In fact, Bellerin's is not the first case. A similar operation had already happened in 2019 with the collaboration between Louis Vuitton and League of Legends, in which the characters of the videogame were dressed with the garments of the Arnault brand, or alaways by the French brand, a virtual fashion show on Animal Crossing. Gucci also entered this tour with outfits for Tennis Clash, in which the Italian brand's clothes were even available to buy on its online store. Yet, in nearly a decade of collaborations between fashion brands and video game developers, Travis Scott's appearance on Fortnite was the mainstream event that lit up the gaming scene as a new frontier for fashion and beyond. And in fact, collaborations are increasing. 
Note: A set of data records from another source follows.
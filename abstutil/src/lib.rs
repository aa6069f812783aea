//! Small helpers shared by the other crates: logging setup and JSON I/O.

#[macro_use]
extern crate log;

mod io;
pub mod logger;

pub use crate::io::{deserialize_btreemap, read_json, serialize_btreemap, to_json, write_json};
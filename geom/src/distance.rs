use std::{cmp, fmt, ops};

use serde::{Deserialize, Serialize};

/// A distance, in meters. Can be negative; arclength differences and lateral offsets use the sign.
#[derive(Clone, Copy, Debug, PartialEq, PartialOrd, Serialize, Deserialize)]
pub struct Distance(f64);

// By construction, Distance is a finite f64.
impl Eq for Distance {}

#[allow(clippy::derive_ord_xor_partial_ord)] // false positive
impl Ord for Distance {
    fn cmp(&self, other: &Distance) -> cmp::Ordering {
        self.partial_cmp(other).unwrap()
    }
}

impl Distance {
    pub const ZERO: Distance = Distance::const_meters(0.0);

    /// Creates a distance in meters.
    pub fn meters(value: f64) -> Distance {
        if !value.is_finite() {
            panic!("Bad Distance {}", value);
        }

        Distance(value)
    }

    // TODO Can't panic inside a const fn, seemingly. Don't pass in anything bad!
    pub const fn const_meters(value: f64) -> Distance {
        Distance(value)
    }

    /// Returns the absolute value of this distance.
    pub fn abs(self) -> Distance {
        if self.0 > 0.0 {
            self
        } else {
            Distance(-self.0)
        }
    }

    /// Returns the distance in meters. Prefer to work with type-safe `Distance`s.
    pub fn inner_meters(self) -> f64 {
        self.0
    }

    /// Calculates a percentage, usually in [0.0, 1.0], of self / other. If the denominator is
    /// zero, returns 0%.
    pub fn safe_percent(self, other: Distance) -> f64 {
        if other == Distance::ZERO {
            return 0.0;
        }
        self / other
    }

    pub fn min(self, other: Distance) -> Distance {
        if self <= other {
            self
        } else {
            other
        }
    }

    pub fn max(self, other: Distance) -> Distance {
        if self >= other {
            self
        } else {
            other
        }
    }

    /// Restricts this distance to [low, high].
    pub fn clamp_to(self, low: Distance, high: Distance) -> Distance {
        Distance(crate::clamp(self.0, low.0, high.0))
    }

    pub fn approx_eq(self, other: Distance, threshold: Distance) -> bool {
        (self - other).abs() <= threshold
    }
}

impl fmt::Display for Distance {
    fn fmt(&self, f: &mut fmt::Formatter) -> fmt::Result {
        write!(f, "{}m", self.0)
    }
}

impl ops::Add for Distance {
    type Output = Distance;

    fn add(self, other: Distance) -> Distance {
        Distance::meters(self.0 + other.0)
    }
}

impl ops::AddAssign for Distance {
    fn add_assign(&mut self, other: Distance) {
        *self = *self + other;
    }
}

impl ops::Sub for Distance {
    type Output = Distance;

    fn sub(self, other: Distance) -> Distance {
        Distance::meters(self.0 - other.0)
    }
}

impl ops::Neg for Distance {
    type Output = Distance;

    fn neg(self) -> Distance {
        Distance::meters(-self.0)
    }
}

impl ops::SubAssign for Distance {
    fn sub_assign(&mut self, other: Distance) {
        *self = *self - other;
    }
}

impl ops::Mul<f64> for Distance {
    type Output = Distance;

    fn mul(self, scalar: f64) -> Distance {
        Distance::meters(self.0 * scalar)
    }
}

impl ops::Mul<Distance> for f64 {
    type Output = Distance;

    fn mul(self, other: Distance) -> Distance {
        Distance::meters(self * other.0)
    }
}

impl ops::MulAssign<f64> for Distance {
    fn mul_assign(&mut self, other: f64) {
        *self = *self * other;
    }
}

impl ops::Div<Distance> for Distance {
    type Output = f64;

    fn div(self, other: Distance) -> f64 {
        if other == Distance::ZERO {
            panic!("Can't divide {} / {}", self, other);
        }
        self.0 / other.0
    }
}

impl ops::Div<f64> for Distance {
    type Output = Distance;

    fn div(self, scalar: f64) -> Distance {
        if scalar == 0.0 {
            panic!("Can't divide {} / {}", self, scalar);
        }
        Distance::meters(self.0 / scalar)
    }
}

impl std::iter::Sum for Distance {
    fn sum<I>(iter: I) -> Distance
    where
        I: Iterator<Item = Distance>,
    {
        let mut sum = Distance::ZERO;
        for x in iter {
            sum += x;
        }
        sum
    }
}

impl Default for Distance {
    fn default() -> Distance {
        Distance::ZERO
    }
}

#[cfg(test)]
mod tests {
    use super::*;

    #[test]
    fn clamp_and_compare() {
        let d = Distance::meters(12.5);
        assert_eq!(
            d.clamp_to(Distance::ZERO, Distance::meters(10.0)),
            Distance::meters(10.0)
        );
        assert_eq!(
            (-d).clamp_to(Distance::ZERO, Distance::meters(10.0)),
            Distance::ZERO
        );
        assert_eq!(d.min(Distance::meters(3.0)), Distance::meters(3.0));
        assert_eq!(Distance::ZERO.safe_percent(Distance::ZERO), 0.0);
        assert!(d.approx_eq(Distance::meters(12.50005), Distance::meters(0.0001)));
    }
}
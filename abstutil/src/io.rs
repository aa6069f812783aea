use std::collections::BTreeMap;
use std::path::Path;

use anyhow::{Context, Result};
use serde::de::DeserializeOwned;
use serde::{Deserialize, Deserializer, Serialize, Serializer};

pub fn to_json<T: Serialize>(obj: &T) -> String {
    // Everything serialized here is plain data with string-compatible keys
    match serde_json::to_string_pretty(obj) {
        Ok(json) => json,
        Err(err) => panic!("Can't serialize to JSON: {}", err),
    }
}

pub fn write_json<T: Serialize>(path: &str, obj: &T) -> Result<()> {
    if let Some(parent) = Path::new(path).parent() {
        if !parent.as_os_str().is_empty() {
            fs_err::create_dir_all(parent)?;
        }
    }
    fs_err::write(path, to_json(obj))?;
    info!("Wrote {}", path);
    Ok(())
}

pub fn read_json<T: DeserializeOwned>(path: &str) -> Result<T> {
    let contents = fs_err::read_to_string(path)?;
    let obj = serde_json::from_str(&contents).with_context(|| format!("parsing {}", path))?;
    Ok(obj)
}

// For BTreeMaps with struct keys. See https://github.com/serde-rs/json/issues/402.

pub fn serialize_btreemap<S: Serializer, K: Serialize, V: Serialize>(
    map: &BTreeMap<K, V>,
    s: S,
) -> Result<S::Ok, S::Error> {
    map.iter().collect::<Vec<(_, _)>>().serialize(s)
}

pub fn deserialize_btreemap<
    'de,
    D: Deserializer<'de>,
    K: Deserialize<'de> + Ord,
    V: Deserialize<'de>,
>(
    d: D,
) -> Result<BTreeMap<K, V>, D::Error> {
    let vec = <Vec<(K, V)>>::deserialize(d)?;
    let mut map = BTreeMap::new();
    for (k, v) in vec {
        map.insert(k, v);
    }
    Ok(map)
}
For this edition of Volta Football, adidas will be present with its own collection of clothes to wear, including shoes, sweatshirts and playing jerseys. But there will also be Nike, with some items from the Liverpool and PSG Lifestyle collections making Volta's wardrobe even more complete. And this joins with the very variable Ultimate Team, another FIFA game mode in which you can customize the uniforms. The phenomenon is increasingly enveloping and crosses creativity and design, leaving the user on one hand to feel free to use a different jersey for their online team, and on the other hand, it can open up to a world in which specialized designers - such as Angelo Trofa - work exclusively for online models. As did adidas in 2019, which made with EA Sports the fourth kit of Manchester United, Juventus, Real Madrid and Bayern Munich to use only on FIFA. Don't forget the trend of jerseys created specifically for gamers, which club representatives use in virtual football tournaments around the world. 

The combination of realistic and creative elements has become a leitmotif of new digital outfits. Designers and insiders - like Bellerin - are massively entering the world of virtual football and helping to create this relationship between fashion and egames. This becomes a testament to the real growth of gaming not only as a business environment - a 159.3 billion dollar market in 2020 - but also as a reality that is no longer a side in the sporting world. Even if fashion, in fact, which has become very relevant even in sport, is taking such a deep interest in gaming, then we can no longer consider video games just a pastime. Nor the clothes in which we dress the avatars a mere set of pixels.